▸ WHAT YOU NEED TO DO: Gather every line of the entries that includes the word "post".

....

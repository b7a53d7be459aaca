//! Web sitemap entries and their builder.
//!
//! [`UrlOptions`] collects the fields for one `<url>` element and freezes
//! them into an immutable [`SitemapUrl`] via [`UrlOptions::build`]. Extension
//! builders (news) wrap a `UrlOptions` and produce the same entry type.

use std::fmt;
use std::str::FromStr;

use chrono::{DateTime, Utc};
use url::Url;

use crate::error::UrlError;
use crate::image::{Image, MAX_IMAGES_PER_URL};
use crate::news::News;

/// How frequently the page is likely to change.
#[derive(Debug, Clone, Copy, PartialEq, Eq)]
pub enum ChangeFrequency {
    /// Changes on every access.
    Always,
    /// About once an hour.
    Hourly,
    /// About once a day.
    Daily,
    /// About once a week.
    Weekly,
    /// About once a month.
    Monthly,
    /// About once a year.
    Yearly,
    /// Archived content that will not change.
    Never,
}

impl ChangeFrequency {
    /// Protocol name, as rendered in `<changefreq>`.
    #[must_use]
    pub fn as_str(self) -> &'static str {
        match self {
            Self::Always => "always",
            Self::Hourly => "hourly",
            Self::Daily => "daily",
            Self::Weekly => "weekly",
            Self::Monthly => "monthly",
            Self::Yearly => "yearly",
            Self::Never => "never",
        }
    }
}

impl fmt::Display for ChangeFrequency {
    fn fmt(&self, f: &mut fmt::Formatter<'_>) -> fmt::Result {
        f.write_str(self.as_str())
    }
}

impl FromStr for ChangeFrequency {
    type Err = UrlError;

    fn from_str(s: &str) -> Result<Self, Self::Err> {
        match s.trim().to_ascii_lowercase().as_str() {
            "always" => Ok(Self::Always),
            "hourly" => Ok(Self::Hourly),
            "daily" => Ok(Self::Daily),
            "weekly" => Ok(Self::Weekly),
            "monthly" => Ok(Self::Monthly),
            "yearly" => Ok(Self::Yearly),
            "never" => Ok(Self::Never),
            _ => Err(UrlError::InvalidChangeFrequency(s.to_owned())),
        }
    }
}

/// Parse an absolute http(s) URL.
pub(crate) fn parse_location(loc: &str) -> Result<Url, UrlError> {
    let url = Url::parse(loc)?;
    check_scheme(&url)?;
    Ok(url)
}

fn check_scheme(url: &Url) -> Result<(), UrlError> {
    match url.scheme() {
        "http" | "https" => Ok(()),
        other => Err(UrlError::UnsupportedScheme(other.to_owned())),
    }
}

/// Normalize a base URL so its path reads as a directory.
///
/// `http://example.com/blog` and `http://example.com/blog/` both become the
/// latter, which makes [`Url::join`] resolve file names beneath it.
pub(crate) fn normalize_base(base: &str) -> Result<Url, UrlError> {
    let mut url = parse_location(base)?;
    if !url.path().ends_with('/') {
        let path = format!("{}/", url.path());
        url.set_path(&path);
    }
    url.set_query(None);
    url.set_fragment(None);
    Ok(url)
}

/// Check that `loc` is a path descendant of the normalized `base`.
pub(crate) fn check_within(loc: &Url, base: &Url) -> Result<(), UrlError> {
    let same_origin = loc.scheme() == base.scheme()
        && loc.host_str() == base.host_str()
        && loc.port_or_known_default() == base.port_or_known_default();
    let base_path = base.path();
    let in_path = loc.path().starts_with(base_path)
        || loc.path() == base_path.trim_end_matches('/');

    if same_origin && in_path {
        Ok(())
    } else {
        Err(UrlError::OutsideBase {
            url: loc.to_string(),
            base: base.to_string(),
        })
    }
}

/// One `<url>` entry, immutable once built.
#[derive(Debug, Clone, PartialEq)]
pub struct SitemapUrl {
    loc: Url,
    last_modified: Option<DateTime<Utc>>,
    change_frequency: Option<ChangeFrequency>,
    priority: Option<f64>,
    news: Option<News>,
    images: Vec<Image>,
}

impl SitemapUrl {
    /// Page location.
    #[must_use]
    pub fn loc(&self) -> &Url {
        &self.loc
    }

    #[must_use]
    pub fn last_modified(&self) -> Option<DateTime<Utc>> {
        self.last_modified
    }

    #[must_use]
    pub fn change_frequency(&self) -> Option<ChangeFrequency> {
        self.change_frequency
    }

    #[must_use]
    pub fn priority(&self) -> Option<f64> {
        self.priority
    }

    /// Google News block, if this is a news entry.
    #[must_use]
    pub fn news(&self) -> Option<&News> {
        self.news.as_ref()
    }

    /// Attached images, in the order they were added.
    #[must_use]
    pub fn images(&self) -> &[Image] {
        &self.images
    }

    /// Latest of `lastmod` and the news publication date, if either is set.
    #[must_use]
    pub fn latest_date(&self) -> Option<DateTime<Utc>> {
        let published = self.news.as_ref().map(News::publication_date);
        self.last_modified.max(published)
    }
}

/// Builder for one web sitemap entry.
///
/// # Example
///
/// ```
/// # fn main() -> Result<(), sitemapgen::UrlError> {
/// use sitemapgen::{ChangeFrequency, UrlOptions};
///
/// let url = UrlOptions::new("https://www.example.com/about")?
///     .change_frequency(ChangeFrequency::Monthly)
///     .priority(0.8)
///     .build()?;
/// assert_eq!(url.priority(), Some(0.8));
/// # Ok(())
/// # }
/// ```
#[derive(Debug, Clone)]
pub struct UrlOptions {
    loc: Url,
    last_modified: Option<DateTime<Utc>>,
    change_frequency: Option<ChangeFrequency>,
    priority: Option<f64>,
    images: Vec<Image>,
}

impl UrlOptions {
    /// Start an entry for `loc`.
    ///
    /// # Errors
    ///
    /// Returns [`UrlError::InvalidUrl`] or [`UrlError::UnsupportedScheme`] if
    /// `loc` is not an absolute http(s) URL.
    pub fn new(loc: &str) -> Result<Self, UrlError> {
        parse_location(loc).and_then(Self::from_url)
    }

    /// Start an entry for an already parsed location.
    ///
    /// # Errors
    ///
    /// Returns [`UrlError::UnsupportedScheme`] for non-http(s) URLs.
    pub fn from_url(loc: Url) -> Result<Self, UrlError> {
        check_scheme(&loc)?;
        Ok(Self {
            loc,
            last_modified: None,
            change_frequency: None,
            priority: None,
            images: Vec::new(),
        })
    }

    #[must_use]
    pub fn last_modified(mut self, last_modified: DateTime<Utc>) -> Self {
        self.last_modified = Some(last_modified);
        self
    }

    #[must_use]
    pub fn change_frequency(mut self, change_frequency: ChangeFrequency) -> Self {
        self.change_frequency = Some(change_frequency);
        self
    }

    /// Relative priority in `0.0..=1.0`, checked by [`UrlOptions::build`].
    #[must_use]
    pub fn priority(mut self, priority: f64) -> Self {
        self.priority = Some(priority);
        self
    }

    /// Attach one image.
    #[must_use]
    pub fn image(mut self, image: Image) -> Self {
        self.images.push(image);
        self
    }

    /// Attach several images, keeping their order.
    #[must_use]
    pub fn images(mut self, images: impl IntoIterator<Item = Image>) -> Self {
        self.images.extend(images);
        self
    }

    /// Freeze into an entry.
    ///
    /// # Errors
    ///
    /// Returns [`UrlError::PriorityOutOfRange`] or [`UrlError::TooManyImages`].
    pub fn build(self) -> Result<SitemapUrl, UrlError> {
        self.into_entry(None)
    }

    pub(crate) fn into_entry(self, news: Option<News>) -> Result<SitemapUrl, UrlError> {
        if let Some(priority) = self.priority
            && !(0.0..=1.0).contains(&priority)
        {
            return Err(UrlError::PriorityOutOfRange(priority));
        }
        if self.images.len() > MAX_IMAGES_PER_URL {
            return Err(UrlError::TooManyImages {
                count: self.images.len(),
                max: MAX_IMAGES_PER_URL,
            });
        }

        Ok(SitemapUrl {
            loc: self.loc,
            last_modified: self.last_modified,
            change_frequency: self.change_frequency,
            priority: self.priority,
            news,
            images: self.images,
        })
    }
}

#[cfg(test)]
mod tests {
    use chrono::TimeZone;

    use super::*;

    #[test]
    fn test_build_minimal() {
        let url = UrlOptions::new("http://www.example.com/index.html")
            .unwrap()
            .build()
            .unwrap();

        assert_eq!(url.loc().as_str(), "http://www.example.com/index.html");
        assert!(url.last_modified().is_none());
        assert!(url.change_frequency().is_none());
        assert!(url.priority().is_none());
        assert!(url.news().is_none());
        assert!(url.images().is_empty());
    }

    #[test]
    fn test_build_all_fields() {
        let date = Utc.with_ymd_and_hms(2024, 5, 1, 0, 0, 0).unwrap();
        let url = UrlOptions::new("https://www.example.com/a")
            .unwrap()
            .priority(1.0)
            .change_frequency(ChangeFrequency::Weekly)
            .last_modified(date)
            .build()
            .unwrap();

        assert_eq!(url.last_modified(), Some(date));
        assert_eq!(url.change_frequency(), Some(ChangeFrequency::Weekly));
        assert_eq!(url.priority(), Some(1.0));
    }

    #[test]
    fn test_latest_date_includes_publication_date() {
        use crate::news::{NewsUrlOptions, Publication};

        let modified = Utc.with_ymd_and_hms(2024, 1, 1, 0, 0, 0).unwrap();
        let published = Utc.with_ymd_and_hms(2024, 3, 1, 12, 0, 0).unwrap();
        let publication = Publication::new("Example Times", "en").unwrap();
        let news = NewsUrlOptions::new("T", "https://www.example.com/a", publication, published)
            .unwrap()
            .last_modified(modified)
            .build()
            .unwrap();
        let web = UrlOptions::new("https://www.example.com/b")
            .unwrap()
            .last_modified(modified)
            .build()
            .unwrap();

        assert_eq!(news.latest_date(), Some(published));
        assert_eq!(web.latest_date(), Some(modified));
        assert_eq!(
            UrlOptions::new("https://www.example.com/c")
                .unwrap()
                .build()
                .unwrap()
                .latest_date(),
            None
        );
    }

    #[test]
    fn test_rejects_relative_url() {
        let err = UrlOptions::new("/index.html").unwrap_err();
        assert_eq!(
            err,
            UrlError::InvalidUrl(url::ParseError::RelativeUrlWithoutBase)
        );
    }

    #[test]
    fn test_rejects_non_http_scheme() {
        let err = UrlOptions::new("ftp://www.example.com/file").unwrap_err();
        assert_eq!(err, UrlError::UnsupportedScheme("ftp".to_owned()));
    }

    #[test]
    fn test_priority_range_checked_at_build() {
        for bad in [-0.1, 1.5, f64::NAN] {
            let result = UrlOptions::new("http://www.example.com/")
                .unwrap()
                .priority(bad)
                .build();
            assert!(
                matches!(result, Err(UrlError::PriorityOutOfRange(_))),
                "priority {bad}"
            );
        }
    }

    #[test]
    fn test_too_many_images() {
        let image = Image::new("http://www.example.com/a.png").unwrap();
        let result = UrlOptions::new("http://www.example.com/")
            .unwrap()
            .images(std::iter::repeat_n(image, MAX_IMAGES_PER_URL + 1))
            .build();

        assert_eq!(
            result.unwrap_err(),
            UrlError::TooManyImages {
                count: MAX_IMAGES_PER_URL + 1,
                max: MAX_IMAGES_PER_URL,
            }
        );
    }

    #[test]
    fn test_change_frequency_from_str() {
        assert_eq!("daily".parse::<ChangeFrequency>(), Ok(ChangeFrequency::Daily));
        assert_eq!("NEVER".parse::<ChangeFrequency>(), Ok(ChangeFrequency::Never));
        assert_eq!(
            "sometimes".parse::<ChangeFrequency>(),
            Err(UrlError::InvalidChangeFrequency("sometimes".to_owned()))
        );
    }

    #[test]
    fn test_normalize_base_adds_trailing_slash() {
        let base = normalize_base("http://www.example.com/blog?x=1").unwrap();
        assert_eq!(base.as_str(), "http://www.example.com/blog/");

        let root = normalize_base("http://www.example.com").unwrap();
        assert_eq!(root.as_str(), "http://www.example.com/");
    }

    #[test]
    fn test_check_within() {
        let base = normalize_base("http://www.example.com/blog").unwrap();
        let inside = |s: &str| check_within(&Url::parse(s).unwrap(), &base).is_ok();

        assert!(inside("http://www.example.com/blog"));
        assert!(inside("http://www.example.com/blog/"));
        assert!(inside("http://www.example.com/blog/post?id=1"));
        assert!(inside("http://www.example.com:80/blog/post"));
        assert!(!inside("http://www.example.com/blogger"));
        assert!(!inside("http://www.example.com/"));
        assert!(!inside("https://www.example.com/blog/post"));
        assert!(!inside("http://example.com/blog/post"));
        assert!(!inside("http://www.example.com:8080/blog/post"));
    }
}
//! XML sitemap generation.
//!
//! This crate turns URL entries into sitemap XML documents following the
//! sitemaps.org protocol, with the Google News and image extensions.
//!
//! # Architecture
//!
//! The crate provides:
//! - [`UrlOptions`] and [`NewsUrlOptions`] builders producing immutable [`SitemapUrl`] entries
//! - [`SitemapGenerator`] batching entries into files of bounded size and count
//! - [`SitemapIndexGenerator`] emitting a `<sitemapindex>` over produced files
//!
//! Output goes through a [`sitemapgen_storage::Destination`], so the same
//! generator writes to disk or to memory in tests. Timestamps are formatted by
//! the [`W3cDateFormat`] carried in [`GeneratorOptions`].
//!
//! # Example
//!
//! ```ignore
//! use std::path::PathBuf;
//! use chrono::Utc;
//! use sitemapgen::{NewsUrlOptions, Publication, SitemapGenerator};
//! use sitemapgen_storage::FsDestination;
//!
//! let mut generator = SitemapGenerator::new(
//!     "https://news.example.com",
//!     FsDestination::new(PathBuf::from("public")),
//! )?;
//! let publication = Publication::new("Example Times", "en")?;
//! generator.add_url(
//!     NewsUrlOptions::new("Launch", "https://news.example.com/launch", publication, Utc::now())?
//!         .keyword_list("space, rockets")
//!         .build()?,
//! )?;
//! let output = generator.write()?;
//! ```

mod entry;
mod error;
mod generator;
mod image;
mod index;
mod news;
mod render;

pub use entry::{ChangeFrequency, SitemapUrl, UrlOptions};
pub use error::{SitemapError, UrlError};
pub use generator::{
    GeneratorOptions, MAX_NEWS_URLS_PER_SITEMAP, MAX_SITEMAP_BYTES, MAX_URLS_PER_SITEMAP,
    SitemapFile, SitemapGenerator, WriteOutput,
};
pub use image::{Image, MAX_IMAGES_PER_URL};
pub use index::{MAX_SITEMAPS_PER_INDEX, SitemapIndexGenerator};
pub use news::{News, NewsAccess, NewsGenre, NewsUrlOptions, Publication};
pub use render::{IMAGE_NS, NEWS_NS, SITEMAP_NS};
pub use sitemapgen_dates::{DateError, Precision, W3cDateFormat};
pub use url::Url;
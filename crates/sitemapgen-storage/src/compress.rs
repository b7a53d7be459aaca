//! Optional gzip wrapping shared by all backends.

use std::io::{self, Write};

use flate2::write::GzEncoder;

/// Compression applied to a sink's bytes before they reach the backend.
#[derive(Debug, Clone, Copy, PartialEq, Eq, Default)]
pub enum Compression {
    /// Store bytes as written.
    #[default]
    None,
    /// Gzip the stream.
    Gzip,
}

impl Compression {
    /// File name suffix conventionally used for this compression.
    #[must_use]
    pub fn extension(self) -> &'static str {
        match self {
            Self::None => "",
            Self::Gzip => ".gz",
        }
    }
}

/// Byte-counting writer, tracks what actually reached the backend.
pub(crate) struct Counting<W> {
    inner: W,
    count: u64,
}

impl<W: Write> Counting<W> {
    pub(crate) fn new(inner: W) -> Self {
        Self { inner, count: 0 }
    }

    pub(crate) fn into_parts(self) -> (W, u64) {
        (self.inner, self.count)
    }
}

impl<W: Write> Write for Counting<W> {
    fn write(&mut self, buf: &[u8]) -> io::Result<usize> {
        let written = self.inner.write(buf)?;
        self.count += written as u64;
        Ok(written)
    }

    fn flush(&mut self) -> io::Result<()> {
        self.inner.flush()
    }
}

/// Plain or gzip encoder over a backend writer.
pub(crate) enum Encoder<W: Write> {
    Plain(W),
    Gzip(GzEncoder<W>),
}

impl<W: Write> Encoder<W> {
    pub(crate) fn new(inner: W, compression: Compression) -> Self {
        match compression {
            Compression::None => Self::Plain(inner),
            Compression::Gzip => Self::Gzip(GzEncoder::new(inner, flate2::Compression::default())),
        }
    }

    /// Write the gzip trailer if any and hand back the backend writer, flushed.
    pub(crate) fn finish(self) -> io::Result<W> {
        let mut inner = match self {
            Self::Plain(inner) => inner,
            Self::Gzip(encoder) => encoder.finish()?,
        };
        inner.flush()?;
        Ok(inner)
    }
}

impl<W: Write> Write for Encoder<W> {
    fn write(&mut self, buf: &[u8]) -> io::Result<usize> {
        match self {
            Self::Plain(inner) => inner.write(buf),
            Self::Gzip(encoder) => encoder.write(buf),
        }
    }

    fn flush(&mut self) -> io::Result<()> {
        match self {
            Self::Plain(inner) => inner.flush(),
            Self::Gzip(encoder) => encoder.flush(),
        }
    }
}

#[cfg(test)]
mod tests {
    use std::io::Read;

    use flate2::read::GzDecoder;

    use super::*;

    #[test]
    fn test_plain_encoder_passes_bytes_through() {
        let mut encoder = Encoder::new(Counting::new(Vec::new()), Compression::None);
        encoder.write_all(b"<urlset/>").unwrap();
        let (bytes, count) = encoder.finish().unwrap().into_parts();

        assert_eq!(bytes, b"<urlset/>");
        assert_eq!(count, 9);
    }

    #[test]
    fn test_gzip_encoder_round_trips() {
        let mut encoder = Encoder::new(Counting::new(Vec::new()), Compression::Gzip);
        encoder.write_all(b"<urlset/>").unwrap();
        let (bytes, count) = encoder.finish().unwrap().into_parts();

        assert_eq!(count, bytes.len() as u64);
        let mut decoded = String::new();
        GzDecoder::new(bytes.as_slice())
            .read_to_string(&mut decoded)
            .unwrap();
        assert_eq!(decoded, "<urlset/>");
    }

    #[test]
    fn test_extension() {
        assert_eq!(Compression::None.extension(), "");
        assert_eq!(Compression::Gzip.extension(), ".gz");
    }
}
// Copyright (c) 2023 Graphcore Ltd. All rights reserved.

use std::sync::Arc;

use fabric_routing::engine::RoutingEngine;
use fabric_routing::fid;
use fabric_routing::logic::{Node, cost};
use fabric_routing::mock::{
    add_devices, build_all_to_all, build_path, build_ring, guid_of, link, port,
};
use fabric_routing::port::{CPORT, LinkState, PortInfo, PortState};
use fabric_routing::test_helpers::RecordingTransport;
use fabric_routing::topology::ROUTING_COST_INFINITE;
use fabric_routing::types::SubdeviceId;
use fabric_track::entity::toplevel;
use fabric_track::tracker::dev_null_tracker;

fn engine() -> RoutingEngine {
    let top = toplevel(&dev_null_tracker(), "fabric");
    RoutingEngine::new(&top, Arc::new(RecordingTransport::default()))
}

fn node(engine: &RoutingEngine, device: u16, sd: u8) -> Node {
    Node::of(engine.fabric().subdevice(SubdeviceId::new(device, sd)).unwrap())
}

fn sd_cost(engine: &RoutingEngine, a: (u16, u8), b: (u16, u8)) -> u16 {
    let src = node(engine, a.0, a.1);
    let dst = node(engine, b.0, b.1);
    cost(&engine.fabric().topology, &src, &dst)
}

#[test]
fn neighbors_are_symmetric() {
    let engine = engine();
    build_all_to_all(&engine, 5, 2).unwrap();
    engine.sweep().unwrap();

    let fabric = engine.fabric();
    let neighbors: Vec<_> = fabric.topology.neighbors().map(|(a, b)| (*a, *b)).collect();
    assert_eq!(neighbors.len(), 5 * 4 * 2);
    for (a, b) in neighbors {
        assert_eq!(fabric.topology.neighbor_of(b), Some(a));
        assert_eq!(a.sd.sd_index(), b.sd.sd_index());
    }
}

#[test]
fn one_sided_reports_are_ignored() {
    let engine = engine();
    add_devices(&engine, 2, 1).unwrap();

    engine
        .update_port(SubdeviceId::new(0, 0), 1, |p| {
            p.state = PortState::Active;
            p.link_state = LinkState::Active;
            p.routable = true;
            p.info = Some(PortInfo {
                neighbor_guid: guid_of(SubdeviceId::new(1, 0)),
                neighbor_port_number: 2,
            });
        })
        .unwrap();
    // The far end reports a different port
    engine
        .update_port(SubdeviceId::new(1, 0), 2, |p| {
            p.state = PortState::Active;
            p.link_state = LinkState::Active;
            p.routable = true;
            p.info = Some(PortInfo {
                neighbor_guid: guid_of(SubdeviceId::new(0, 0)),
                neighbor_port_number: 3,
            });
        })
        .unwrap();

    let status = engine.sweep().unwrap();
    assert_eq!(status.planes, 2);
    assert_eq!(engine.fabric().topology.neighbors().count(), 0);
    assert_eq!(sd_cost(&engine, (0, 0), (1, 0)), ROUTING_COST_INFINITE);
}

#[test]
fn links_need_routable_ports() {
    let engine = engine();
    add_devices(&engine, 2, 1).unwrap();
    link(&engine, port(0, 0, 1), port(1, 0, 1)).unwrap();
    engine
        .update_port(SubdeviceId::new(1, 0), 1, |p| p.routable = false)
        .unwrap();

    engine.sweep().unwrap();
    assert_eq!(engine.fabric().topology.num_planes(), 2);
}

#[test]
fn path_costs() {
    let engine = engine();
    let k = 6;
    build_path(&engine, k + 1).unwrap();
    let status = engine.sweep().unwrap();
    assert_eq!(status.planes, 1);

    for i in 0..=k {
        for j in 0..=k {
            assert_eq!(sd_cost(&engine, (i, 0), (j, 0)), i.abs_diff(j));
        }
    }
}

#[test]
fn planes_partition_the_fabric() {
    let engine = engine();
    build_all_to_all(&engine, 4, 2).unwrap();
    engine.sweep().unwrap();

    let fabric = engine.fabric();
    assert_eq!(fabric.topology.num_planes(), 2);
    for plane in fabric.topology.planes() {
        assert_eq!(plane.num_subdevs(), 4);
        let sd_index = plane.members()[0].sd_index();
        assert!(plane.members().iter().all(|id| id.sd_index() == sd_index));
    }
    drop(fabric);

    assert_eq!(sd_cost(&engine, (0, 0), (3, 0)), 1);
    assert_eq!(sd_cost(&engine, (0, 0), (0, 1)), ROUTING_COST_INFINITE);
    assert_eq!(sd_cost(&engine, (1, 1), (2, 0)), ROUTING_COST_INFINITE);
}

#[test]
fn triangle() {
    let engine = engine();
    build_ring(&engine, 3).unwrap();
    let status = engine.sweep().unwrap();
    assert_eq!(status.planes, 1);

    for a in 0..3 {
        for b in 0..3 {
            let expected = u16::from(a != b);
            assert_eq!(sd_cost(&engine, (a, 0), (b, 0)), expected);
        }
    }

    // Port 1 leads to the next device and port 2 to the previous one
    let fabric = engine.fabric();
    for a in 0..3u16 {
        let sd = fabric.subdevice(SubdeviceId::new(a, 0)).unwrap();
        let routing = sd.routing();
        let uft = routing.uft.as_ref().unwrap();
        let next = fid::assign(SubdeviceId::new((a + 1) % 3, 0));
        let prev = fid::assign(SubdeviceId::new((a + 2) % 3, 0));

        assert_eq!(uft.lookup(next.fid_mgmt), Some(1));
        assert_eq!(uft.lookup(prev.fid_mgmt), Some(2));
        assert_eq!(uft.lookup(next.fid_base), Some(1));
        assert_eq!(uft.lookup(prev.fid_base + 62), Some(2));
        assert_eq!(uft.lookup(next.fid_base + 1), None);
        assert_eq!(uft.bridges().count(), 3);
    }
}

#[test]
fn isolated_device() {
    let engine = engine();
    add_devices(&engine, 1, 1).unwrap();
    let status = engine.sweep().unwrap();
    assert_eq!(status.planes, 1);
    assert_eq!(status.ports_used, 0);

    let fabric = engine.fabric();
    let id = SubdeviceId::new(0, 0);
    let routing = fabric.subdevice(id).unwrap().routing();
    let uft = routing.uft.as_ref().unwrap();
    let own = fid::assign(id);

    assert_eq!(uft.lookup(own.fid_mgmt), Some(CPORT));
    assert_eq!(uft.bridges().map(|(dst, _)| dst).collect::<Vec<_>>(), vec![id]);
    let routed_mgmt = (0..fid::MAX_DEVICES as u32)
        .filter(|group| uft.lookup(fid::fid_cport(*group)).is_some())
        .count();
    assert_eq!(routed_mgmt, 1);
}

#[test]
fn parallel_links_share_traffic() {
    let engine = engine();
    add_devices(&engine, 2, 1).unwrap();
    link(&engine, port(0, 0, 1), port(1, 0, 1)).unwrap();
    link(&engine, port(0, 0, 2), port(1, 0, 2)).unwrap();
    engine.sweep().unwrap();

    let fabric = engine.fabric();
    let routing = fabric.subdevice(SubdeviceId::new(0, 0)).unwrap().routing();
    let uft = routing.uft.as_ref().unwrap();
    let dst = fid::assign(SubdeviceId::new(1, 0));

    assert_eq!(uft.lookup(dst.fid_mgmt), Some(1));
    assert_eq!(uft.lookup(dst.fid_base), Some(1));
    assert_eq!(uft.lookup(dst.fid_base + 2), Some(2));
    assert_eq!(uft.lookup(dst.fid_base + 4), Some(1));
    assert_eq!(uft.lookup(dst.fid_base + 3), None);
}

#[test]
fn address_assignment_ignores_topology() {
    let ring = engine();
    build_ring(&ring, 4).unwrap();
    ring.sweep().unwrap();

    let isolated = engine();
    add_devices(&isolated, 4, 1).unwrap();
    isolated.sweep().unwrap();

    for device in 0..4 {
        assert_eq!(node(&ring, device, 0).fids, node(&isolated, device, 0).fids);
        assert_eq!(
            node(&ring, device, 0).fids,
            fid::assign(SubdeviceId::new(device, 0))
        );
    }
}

....

▸ YOUR SOLUTION:
        assert!(inside("http://www.example.com/blog/post?id=1"));
        assert!(inside("http://www.example.com:80/blog/post"));
        assert!(!inside("https://www.example.com/blog/post"));
        assert!(!inside("http://example.com/blog/post"));
        assert!(!inside("http://www.example.com:8080/blog/post"));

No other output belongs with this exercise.